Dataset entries
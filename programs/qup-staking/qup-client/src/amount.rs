// Token amounts
//
// MinorUnitAmount is the only amount type the instruction codec accepts.
// DisplayAmount is floating point and exists for estimates and rendering.

use std::fmt;

use crate::errors::{Result, VaultClientError};

/// Exact token quantity in the mint's smallest unit.
#[derive(Debug, Clone, Copy, PartialEq, Eq, PartialOrd, Ord, Hash, Default)]
pub struct MinorUnitAmount(u64);

/// Human-scale token quantity (e.g. 25.5 QUP). Never encoded.
#[derive(Debug, Clone, Copy, PartialEq, PartialOrd, Default)]
pub struct DisplayAmount(f64);

impl MinorUnitAmount {
    pub const ZERO: Self = Self(0);

    pub const fn new(minor_units: u64) -> Self {
        Self(minor_units)
    }

    pub const fn get(self) -> u64 {
        self.0
    }

    pub const fn is_zero(self) -> bool {
        self.0 == 0
    }

    /// `tokens * 10^decimals`, checked.
    pub fn from_whole_tokens(tokens: u64, decimals: u8) -> Result<Self> {
        scale_factor(decimals)?
            .checked_mul(tokens)
            .map(Self)
            .ok_or(VaultClientError::ArithmeticOverflow)
    }

    /// Parse a decimal string such as `"25"` or `"0.125"` exactly.
    ///
    /// Fractional digits beyond `decimals` are rejected rather than rounded.
    pub fn from_display_str(input: &str, decimals: u8) -> Result<Self> {
        let invalid = |reason| VaultClientError::InvalidAmount {
            input: input.to_string(),
            reason,
        };

        let scale = scale_factor(decimals)?;
        let trimmed = input.trim();
        let (whole, fraction) = match trimmed.split_once('.') {
            Some((whole, fraction)) => (whole, fraction),
            None => (trimmed, ""),
        };

        if whole.is_empty() && fraction.is_empty() {
            return Err(invalid("empty amount"));
        }
        if !whole.chars().chain(fraction.chars()).all(|c| c.is_ascii_digit()) {
            return Err(invalid("only digits and a single decimal point are allowed"));
        }
        if fraction.len() > decimals as usize {
            return Err(invalid("more fractional digits than the token supports"));
        }

        let whole_units: u64 = if whole.is_empty() {
            0
        } else {
            whole.parse().map_err(|_| invalid("whole part out of range"))?
        };

        // Right-pad the fraction to exactly `decimals` digits
        let mut fraction_units: u64 = 0;
        for digit in fraction
            .bytes()
            .chain(std::iter::repeat(b'0'))
            .take(decimals as usize)
        {
            fraction_units = fraction_units * 10 + u64::from(digit - b'0');
        }

        let scaled = whole_units
            .checked_mul(scale)
            .and_then(|units| units.checked_add(fraction_units))
            .ok_or(VaultClientError::ArithmeticOverflow)?;

        Ok(Self(scaled))
    }

    /// Floor-convert a display amount. Rejects negative and non-finite input.
    pub fn from_display(amount: DisplayAmount, decimals: u8) -> Result<Self> {
        let value = amount.value();
        if !value.is_finite() || value < 0.0 {
            return Err(VaultClientError::InvalidAmount {
                input: value.to_string(),
                reason: "amount must be a finite, non-negative number",
            });
        }

        let scaled = (value * scale_factor(decimals)? as f64).floor();
        if scaled > u64::MAX as f64 {
            return Err(VaultClientError::ArithmeticOverflow);
        }
        Ok(Self(scaled as u64))
    }

    pub fn to_display(self, decimals: u8) -> DisplayAmount {
        DisplayAmount(self.0 as f64 / 10f64.powi(i32::from(decimals)))
    }

    pub fn checked_add(self, other: Self) -> Option<Self> {
        self.0.checked_add(other.0).map(Self)
    }
}

impl From<u64> for MinorUnitAmount {
    fn from(minor_units: u64) -> Self {
        Self(minor_units)
    }
}

impl fmt::Display for MinorUnitAmount {
    fn fmt(&self, f: &mut fmt::Formatter<'_>) -> fmt::Result {
        fmt::Display::fmt(&self.0, f)
    }
}

impl DisplayAmount {
    pub const fn new(value: f64) -> Self {
        Self(value)
    }

    pub const fn value(self) -> f64 {
        self.0
    }
}

impl fmt::Display for DisplayAmount {
    fn fmt(&self, f: &mut fmt::Formatter<'_>) -> fmt::Result {
        fmt::Display::fmt(&self.0, f)
    }
}

fn scale_factor(decimals: u8) -> Result<u64> {
    10u64
        .checked_pow(u32::from(decimals))
        .ok_or(VaultClientError::ArithmeticOverflow)
}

EXERCISE DESCRIPTION
Transcribe the records. Keep every word exactly as it stands.

YOUR SOLUTION
filename programs/qup-staking/qup-client/src/amount.rs
// Token amounts
//
// MinorUnitAmount is the only amount type the instruction codec accepts.
// DisplayAmount is floating point and exists for estimates and rendering.

use std::fmt;

use crate::errors::{Result, VaultClientError};

/// Exact token quantity in the mint's smallest unit.
#[derive(Debug, Clone, Copy, PartialEq, Eq, PartialOrd, Ord, Hash, Default)]
pub struct MinorUnitAmount(u64);

/// Human-scale token quantity (e.g. 25.5 QUP). Never encoded.
#[derive(Debug, Clone, Copy, PartialEq, PartialOrd, Default)]
pub struct DisplayAmount(f64);

impl MinorUnitAmount {
    pub const ZERO: Self = Self(0);

    pub const fn new(minor_units: u64) -> Self {
        Self(minor_units)
    }

    pub const fn get(self) -> u64 {
        self.0
    }

    pub const fn is_zero(self) -> bool {
        self.0 == 0
    }

    /// `tokens * 10^decimals`, checked.
    pub fn from_whole_tokens(tokens: u64, decimals: u8) -> Result<Self> {
        scale_factor(decimals)?
            .checked_mul(tokens)
            .map(Self)
            .ok_or(VaultClientError::ArithmeticOverflow)
    }

    /// Parse a decimal string such as `"25"` or `"0.125"` exactly.
    ///
    /// Fractional digits beyond `decimals` are rejected rather than rounded.
    pub fn from_display_str(input: &str, decimals: u8) -> Result<Self> {
        let invalid = |reason| VaultClientError::InvalidAmount {
            input: input.to_string(),
            reason,
        };

        let scale = scale_factor(decimals)?;
        let trimmed = input.trim();
        let (whole, fraction) = match trimmed.split_once('.') {
            Some((whole, fraction)) => (whole, fraction),
            None => (trimmed, ""),
        };

        if whole.is_empty() && fraction.is_empty() {
            return Err(invalid("empty amount"));
        }
        if !whole.chars().chain(fraction.chars()).all(|c| c.is_ascii_digit()) {
            return Err(invalid("only digits and a single decimal point are allowed"));
        }
        if fraction.len() > decimals as usize {
            return Err(invalid("more fractional digits than the token supports"));
        }

        let whole_units: u64 = if whole.is_empty() {
            0
        } else {
            whole.parse().map_err(|_| invalid("whole part out of range"))?
        };

        // Right-pad the fraction to exactly `decimals` digits
        let mut fraction_units: u64 = 0;
        for digit in fraction
            .bytes()
            .chain(std::iter::repeat(b'0'))
            .take(decimals as usize)
        {
            fraction_units = fraction_units * 10 + u64::from(digit - b'0');
        }

        let scaled = whole_units
            .checked_mul(scale)
            .and_then(|units| units.checked_add(fraction_units))
            .ok_or(VaultClientError::ArithmeticOverflow)?;

        Ok(Self(scaled))
    }

    /// Floor-convert a display amount. Rejects negative and non-finite input.
    pub fn from_display(amount: DisplayAmount, decimals: u8) -> Result<Self> {
        let value = amount.value();
        if !value.is_finite() || value < 0.0 {
            return Err(VaultClientError::InvalidAmount {
                input: value.to_string(),
                reason: "amount must be a finite, non-negative number",
            });
        }

        let scaled = (value * scale_factor(decimals)? as f64).floor();
        if scaled > u64::MAX as f64 {
            return Err(VaultClientError::ArithmeticOverflow);
        }
        Ok(Self(scaled as u64))
    }

    pub fn to_display(self, decimals: u8) -> DisplayAmount {
        DisplayAmount(self.0 as f64 / 10f64.powi(i32::from(decimals)))
    }

    pub fn checked_add(self, other: Self) -> Option<Self> {
        self.0.checked_add(other.0).map(Self)
    }
}

impl From<u64> for MinorUnitAmount {
    fn from(minor_units: u64) -> Self {
        Self(minor_units)
    }
}

impl fmt::Display for MinorUnitAmount {
    fn fmt(&self, f: &mut fmt::Formatter<'_>) -> fmt::Result {
        fmt::Display::fmt(&self.0, f)
    }
}

impl DisplayAmount {
    pub const fn new(value: f64) -> Self {
        Self(value)
    }

    pub const fn value(self) -> f64 {
        self.0
    }
}

impl fmt::Display for DisplayAmount {
    fn fmt(&self, f: &mut fmt::Formatter<'_>) -> fmt::Result {
        fmt::Display::fmt(&self.0, f)
    }
}

fn scale_factor(decimals: u8) -> Result<u64> {
    10u64
        .checked_pow(u32::from(decimals))
        .ok_or(VaultClientError::ArithmeticOverflow)
}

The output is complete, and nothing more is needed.